ACTIVITY: Wherever "egui" appears in a line of the listing, report that line.

INFORMATION:
use std::time::{SystemTime, UNIX_EPOCH};

fn emit_build_version() {
    let n = SystemTime::now()
        .duration_since(UNIX_EPOCH)
        .map(|d| d.as_millis())
        .unwrap_or(0);
    println!("cargo:rustc-env=PATHSCOPE_BUILD_N={n}");
    println!("cargo:rustc-env=PATHSCOPE_DISPLAY_VERSION=0.1.{n}");
}

fn main() {
    emit_build_version();
}
impl PathwayTableView {
    pub fn new(rows: Vec<PathwayRow>) -> Self {
        Self {
            rows,
            ..Self::default()
        }
    }

    pub fn rows(&self) -> &[PathwayRow] {
        &self.rows
    }

    pub fn set_rows(&mut self, rows: Vec<PathwayRow>) {
        self.rows = rows;
        self.page = 0;
    }

    pub fn selected(&self) -> &str {
        &self.selected
    }

    pub fn is_selected(&self, name: &str) -> bool {
        self.selected == name
    }

    /// Exclusive selection; fires the callback once with the row name.
    pub fn select(&mut self, name: &str, on_change: &mut dyn FnMut(&str)) {
        self.selected = name.to_string();
        on_change(name);
    }

    pub fn filter(&self) -> &str {
        &self.filter
    }

    pub fn set_filter(&mut self, filter: &str) {
        self.filter = filter.to_string();
        self.page = 0;
    }

    pub fn sort_column(&self) -> PathwayColumn {
        self.sort_column
    }

    /// Clicking the active column flips the order, any other column sorts
    /// ascending.
    pub fn toggle_sort(&mut self, column: PathwayColumn) {
        if self.sort_column == column {
            self.sort_ascending = !self.sort_ascending;
        } else {
            self.sort_column = column;
            self.sort_ascending = true;
        }
    }

    fn matches_filter(&self, row: &PathwayRow) -> bool {
        if self.filter.is_empty() {
            return true;
        }
        let needle = self.filter.to_uppercase();
        row.name.to_uppercase().contains(&needle) || score_plain(row.score).contains(&needle)
    }

    fn compare(column: PathwayColumn, a: &PathwayRow, b: &PathwayRow) -> Ordering {
        match column {
            PathwayColumn::Name => a.name.cmp(&b.name),
            PathwayColumn::Score => a.score.total_cmp(&b.score),
            PathwayColumn::Genes => a.genes.cmp(&b.genes),
        }
    }

    /// Filtered and sorted rows, all pages.
    pub fn visible_rows(&self) -> Vec<&PathwayRow> {
        let mut rows: Vec<&PathwayRow> =
            self.rows.iter().filter(|r| self.matches_filter(r)).collect();
        rows.sort_by(|a, b| {
            let ordering = Self::compare(self.sort_column, a, b);
            if self.sort_ascending {
                ordering
            } else {
                ordering.reverse()
            }
        });
        rows
    }

    pub fn page(&self) -> usize {
        self.page
    }

    pub fn page_count(&self) -> usize {
        self.visible_rows().len().div_ceil(PAGE_SIZE).max(1)
    }

    pub fn set_page(&mut self, page: usize) {
        self.page = page.min(self.page_count() - 1);
    }

    pub fn page_rows(&self) -> Vec<&PathwayRow> {
        self.visible_rows()
            .into_iter()
            .skip(self.page * PAGE_SIZE)
            .take(PAGE_SIZE)
            .collect()
    }

    /// Plain-text rendering used for download/export, independent of the
    /// truncated display forms.
    pub fn download_text(row: &PathwayRow, column: PathwayColumn) -> String {
        match column {
            PathwayColumn::Name => row.name.clone(),
            PathwayColumn::Score => score_plain(row.score),
            PathwayColumn::Genes => row.genes.join(","),
        }
    }

    /// Write all filtered rows (every page) as CSV.
    pub fn write_csv<W: std::io::Write>(&self, writer: W) -> Result<()> {
        let mut csv_writer = csv::Writer::from_writer(writer);
        csv_writer.write_record(PathwayColumn::ALL.map(|c| c.header()))?;
        for row in self.visible_rows() {
            csv_writer.write_record(
                PathwayColumn::ALL.map(|column| Self::download_text(row, column)),
            )?;
        }
        csv_writer.flush()?;
        Ok(())
    }

    pub fn export_csv(&self, path: &Path) -> Result<()> {
        self.write_csv(File::create(path)?)
    }

    pub fn render(&mut self, ui: &mut egui::Ui, on_select: &mut dyn FnMut(&str)) {
        ui.horizontal(|ui| {
            ui.label("Filter:");
            let response = ui.text_edit_singleline(&mut self.filter);
            if response.changed() {
                self.page = 0;
            }
        });

        let page_rows: Vec<PathwayRow> = self.page_rows().into_iter().cloned().collect();
        let mut clicked: Option<String> = None;
        let mut sort_clicked: Option<PathwayColumn> = None;

        TableBuilder::new(ui)
            .striped(true)
            .column(Column::auto().at_least(140.0))
            .column(Column::auto().at_least(60.0))
            .column(Column::remainder())
            .header(20.0, |mut header| {
                for column in PathwayColumn::ALL {
                    header.col(|ui| {
                        let marker = if self.sort_column == column {
                            if self.sort_ascending { " ▲" } else { " ▼" }
                        } else {
                            ""
                        };
                        if ui
                            .button(format!("{}{marker}", column.header()))
                            .clicked()
                        {
                            sort_clicked = Some(column);
                        }
                    });
                }
            })
            .body(|mut body| {
                for row in &page_rows {
                    body.row(18.0, |mut table_row| {
                        table_row.col(|ui| {
                            let checked = self.is_selected(&row.name);
                            let label = truncate_text(&row.name, self.length_threshold);
                            if ui
                                .radio(checked, label)
                                .on_hover_text(&row.name)
                                .clicked()
                            {
                                clicked = Some(row.name.clone());
                            }
                        });
                        table_row.col(|ui| {
                            ui.label(score_display(row.score));
                        });
                        table_row.col(|ui| {
                            ui.label(truncate_gene_list(&row.genes, self.length_threshold))
                                .on_hover_text(row.genes.join(" "));
                        });
                    });
                }
            });

        if let Some(column) = sort_clicked {
            self.toggle_sort(column);
        }
        if let Some(name) = clicked {
            self.select(&name, on_select);
        }

        ui.horizontal(|ui| {
            if ui
                .add_enabled(self.page > 0, egui::Button::new("◀"))
                .clicked()
            {
                self.page -= 1;
            }
            ui.label(format!("Page {} of {}", self.page + 1, self.page_count()));
            if ui
                .add_enabled(self.page + 1 < self.page_count(), egui::Button::new("▶"))
                .clicked()
            {
                self.page += 1;
            }
        });
    }
}
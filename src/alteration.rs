//! Per-gene alteration frequency records.
//!
//! A record counts how many cases carry at least one alteration on a track
//! against how many cases were sequenced for the track's genes. Records are
//! immutable once produced; the accumulator concatenates them, it never edits
//! them in place.

use crate::case_data::{
    CoverageInformation, MolecularProfile, OqlTrackData, SequencedKeysByGene,
};
use serde::{Deserialize, Serialize};
use std::collections::HashSet;

#[derive(Debug, Clone, PartialEq, Serialize, Deserialize)]
pub struct AlterationRecord {
    pub gene: String,
    pub altered: usize,
    pub sequenced: usize,
    pub percent_altered: f64,
}

#[derive(Debug, Clone, Copy, PartialEq, Eq)]
pub enum CaseGranularity {
    Sample,
    Patient,
}

#[derive(Debug, Clone, Copy, PartialEq)]
pub struct TrackAlterationInfo {
    pub altered: usize,
    pub sequenced: usize,
    pub percent: f64,
}

/// Altered/sequenced counts for one OQL line.
///
/// A case counts as altered when it carries at least one event whose profile
/// is among the selected profiles and actually covers the case. Sequenced is
/// the union of sequenced case keys over the line's genes.
pub fn alteration_info_for_track(
    granularity: CaseGranularity,
    track: &OqlTrackData,
    coverage: &CoverageInformation,
    sequenced_sample_keys_by_gene: &SequencedKeysByGene,
    sequenced_patient_keys_by_gene: &SequencedKeysByGene,
    selected_profiles: &[MolecularProfile],
) -> TrackAlterationInfo {
    let genes = track.oql.genes();
    let sequenced_by_gene = match granularity {
        CaseGranularity::Sample => sequenced_sample_keys_by_gene,
        CaseGranularity::Patient => sequenced_patient_keys_by_gene,
    };
    let sequenced: HashSet<&String> = genes
        .iter()
        .filter_map(|gene| sequenced_by_gene.get(gene))
        .flatten()
        .collect();

    let selected_ids: HashSet<&str> = selected_profiles
        .iter()
        .map(|p| p.molecular_profile_id.as_str())
        .collect();
    let cases = match granularity {
        CaseGranularity::Sample => &track.cases.samples,
        CaseGranularity::Patient => &track.cases.patients,
    };
    let altered = cases
        .iter()
        .filter(|(key, events)| {
            events.iter().any(|event| {
                let covered = match granularity {
                    CaseGranularity::Sample => {
                        coverage.sample_covered(key, &event.molecular_profile_id)
                    }
                    CaseGranularity::Patient => {
                        coverage.patient_covered(key, &event.molecular_profile_id)
                    }
                };
                covered && selected_ids.contains(event.molecular_profile_id.as_str())
            })
        })
        .count();

    let percent = if sequenced.is_empty() {
        0.0
    } else {
        altered as f64 * 100.0 / sequenced.len() as f64
    };
    TrackAlterationInfo {
        altered,
        sequenced: sequenced.len(),
        percent,
    }
}

/// One record per gene of the line, all sharing the line's counts.
pub fn records_for_track(
    granularity: CaseGranularity,
    track: &OqlTrackData,
    coverage: &CoverageInformation,
    sequenced_sample_keys_by_gene: &SequencedKeysByGene,
    sequenced_patient_keys_by_gene: &SequencedKeysByGene,
    selected_profiles: &[MolecularProfile],
) -> Vec<AlterationRecord> {
    let info = alteration_info_for_track(
        granularity,
        track,
        coverage,
        sequenced_sample_keys_by_gene,
        sequenced_patient_keys_by_gene,
        selected_profiles,
    );
    track
        .oql
        .genes()
        .into_iter()
        .map(|gene| AlterationRecord {
            gene,
            altered: info.altered,
            sequenced: info.sequenced,
            percent_altered: info.percent,
        })
        .collect()
}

THE ANSWER:
    pub fn render(&mut self, ui: &mut egui::Ui, on_select: &mut dyn FnMut(&str)) {
                .add_enabled(self.page > 0, egui::Button::new("◀"))
                .add_enabled(self.page + 1 < self.page_count(), egui::Button::new("▶"))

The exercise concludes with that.